WHAT IS NEEDED
Records follow. Copy every line with "sensors".

AVAILABLE RECORDS
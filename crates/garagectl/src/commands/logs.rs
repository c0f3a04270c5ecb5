//! Access log listing.

use tabled::Tabled;

use garage_core::{AccessLogEntry, Controller};

use crate::cli::{GlobalOpts, LogsArgs};
use crate::config::Connection;
use crate::error::CliError;
use crate::output;

#[derive(Tabled)]
struct LogRow {
    #[tabled(rename = "Time")]
    timestamp: String,
    #[tabled(rename = "User")]
    user: String,
    #[tabled(rename = "Action")]
    action: String,
}

impl LogRow {
    fn new(e: &AccessLogEntry) -> Self {
        Self {
            timestamp: e.timestamp.clone(),
            user: e.user.clone(),
            action: e.action.clone(),
        }
    }
}

pub async fn handle(
    connection: Connection,
    args: LogsArgs,
    global: &GlobalOpts,
) -> Result<(), CliError> {
    let entries = Controller::oneshot(connection.config, connection.session, |ctrl| async move {
        ctrl.access_logs().await
    })
    .await?;

    let entries = newest_first(entries, args.limit);
    let out = output::render_list(
        &global.output,
        &entries,
        LogRow::new,
        |e| format!("{}\t{}\t{}", e.timestamp, e.user, e.action),
    );
    output::print_output(&out, global.quiet);
    Ok(())
}

/// The backend returns oldest first; keep the last `limit`, newest on top.
fn newest_first(mut entries: Vec<AccessLogEntry>, limit: usize) -> Vec<AccessLogEntry> {
    let skip = entries.len().saturating_sub(limit);
    entries.drain(..skip);
    entries.reverse();
    entries
}
//! Shared helpers for command handlers.

use std::fmt::Display;
use std::str::FromStr;

use chrono::{DateTime, Local, Utc};
use garage_core::Device;

use crate::error::CliError;

/// Prompt for confirmation, auto-approving if `--yes` was passed.
pub fn confirm(message: &str, yes_flag: bool) -> Result<bool, CliError> {
    if yes_flag {
        return Ok(true);
    }
    let confirmed = dialoguer::Confirm::new()
        .with_prompt(message)
        .default(false)
        .interact()
        .map_err(|e| CliError::Io(std::io::Error::other(e)))?;
    Ok(confirmed)
}

/// Map a dialoguer / interactive I/O failure into CliError.
pub fn prompt_err(e: impl Display) -> CliError {
    CliError::Validation {
        field: "interactive".into(),
        reason: format!("prompt failed: {e}"),
    }
}

/// Parse a `config set` value, naming the key on failure.
pub fn parse_value<T>(key: &str, value: &str, expected: &str) -> Result<T, CliError>
where
    T: FromStr,
{
    value.parse().map_err(|_| CliError::Validation {
        field: key.into(),
        reason: format!("must be {expected}"),
    })
}

/// Local-time rendering for timestamps, `-` when absent.
pub fn local_time(at: Option<DateTime<Utc>>) -> String {
    at.map_or_else(
        || "-".into(),
        |t| t.with_timezone(&Local).format("%Y-%m-%d %H:%M:%S").to_string(),
    )
}

pub fn reading(value: Option<f64>, unit: &str) -> String {
    value.map_or_else(|| "-".into(), |v| format!("{v:.1}{unit}"))
}

/// Multi-line detail view for one garage.
pub fn device_detail(d: &Device, door: &str) -> String {
    [
        format!("ID:          {}", d.id),
        format!("Name:        {}", d.name),
        format!(
            "Hardware:    {}",
            d.hardware_identifier.as_deref().unwrap_or("-")
        ),
        format!("Door:        {door}"),
        format!("Temperature: {}", reading(d.sensors.temperature, "°C")),
        format!("Humidity:    {}", reading(d.sensors.humidity, "%")),
        format!("Activity:    {}", local_time(d.last_activity)),
    ]
    .join("\n")
}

WRITTEN RESPONSE
        format!("Temperature: {}", reading(d.sensors.temperature, "°C")),
        format!("Humidity:    {}", reading(d.sensors.humidity, "%")),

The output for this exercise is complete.